─── Given information

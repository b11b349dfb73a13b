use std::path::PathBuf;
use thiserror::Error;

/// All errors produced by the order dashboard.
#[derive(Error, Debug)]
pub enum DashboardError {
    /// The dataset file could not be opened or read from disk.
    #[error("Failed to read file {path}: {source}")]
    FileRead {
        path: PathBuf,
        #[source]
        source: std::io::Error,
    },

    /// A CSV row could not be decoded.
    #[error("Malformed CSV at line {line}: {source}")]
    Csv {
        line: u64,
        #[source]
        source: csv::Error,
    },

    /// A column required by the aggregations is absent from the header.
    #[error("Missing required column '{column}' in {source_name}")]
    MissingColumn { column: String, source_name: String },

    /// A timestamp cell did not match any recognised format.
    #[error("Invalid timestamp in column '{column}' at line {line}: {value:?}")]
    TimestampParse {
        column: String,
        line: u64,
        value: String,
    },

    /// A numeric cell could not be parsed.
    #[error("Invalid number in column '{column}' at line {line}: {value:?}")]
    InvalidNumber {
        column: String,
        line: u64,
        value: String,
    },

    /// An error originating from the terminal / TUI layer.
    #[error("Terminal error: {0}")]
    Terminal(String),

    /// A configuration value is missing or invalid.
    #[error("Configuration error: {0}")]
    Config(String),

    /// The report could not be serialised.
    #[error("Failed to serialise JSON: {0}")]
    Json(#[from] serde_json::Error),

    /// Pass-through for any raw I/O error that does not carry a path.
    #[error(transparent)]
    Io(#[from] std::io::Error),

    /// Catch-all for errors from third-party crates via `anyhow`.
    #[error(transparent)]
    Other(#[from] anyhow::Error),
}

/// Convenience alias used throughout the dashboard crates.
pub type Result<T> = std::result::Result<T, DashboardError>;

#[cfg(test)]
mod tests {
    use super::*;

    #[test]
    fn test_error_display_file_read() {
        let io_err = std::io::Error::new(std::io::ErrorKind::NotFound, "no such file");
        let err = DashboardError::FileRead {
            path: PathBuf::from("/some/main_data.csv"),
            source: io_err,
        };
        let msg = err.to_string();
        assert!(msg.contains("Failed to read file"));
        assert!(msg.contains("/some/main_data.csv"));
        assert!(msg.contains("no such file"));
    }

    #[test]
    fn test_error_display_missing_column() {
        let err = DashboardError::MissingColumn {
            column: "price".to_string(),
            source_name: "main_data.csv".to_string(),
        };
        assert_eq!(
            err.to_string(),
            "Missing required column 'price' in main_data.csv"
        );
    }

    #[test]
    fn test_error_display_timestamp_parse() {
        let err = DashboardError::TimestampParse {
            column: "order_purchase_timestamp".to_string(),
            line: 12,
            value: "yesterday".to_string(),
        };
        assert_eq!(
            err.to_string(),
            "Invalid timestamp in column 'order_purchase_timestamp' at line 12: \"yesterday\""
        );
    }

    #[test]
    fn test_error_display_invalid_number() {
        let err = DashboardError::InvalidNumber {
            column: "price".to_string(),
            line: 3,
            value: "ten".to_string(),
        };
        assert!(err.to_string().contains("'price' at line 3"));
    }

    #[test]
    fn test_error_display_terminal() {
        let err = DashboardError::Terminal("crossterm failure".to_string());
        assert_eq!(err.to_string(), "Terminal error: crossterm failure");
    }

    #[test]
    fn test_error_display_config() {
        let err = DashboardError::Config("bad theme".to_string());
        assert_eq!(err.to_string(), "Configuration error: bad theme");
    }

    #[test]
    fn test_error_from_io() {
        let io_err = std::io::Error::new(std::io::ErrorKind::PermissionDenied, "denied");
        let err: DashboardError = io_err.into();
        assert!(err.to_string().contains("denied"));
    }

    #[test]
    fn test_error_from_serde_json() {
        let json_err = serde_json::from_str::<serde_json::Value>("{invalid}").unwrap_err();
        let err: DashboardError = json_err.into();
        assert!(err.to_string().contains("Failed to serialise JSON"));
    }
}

──────

» **Brief**
Go over the data above and copy every line that has the word "yesterday" in it.

» **Task result**
            value: "yesterday".to_string(),
            "Invalid timestamp in column 'order_purchase_timestamp' at line 12: \"yesterday\""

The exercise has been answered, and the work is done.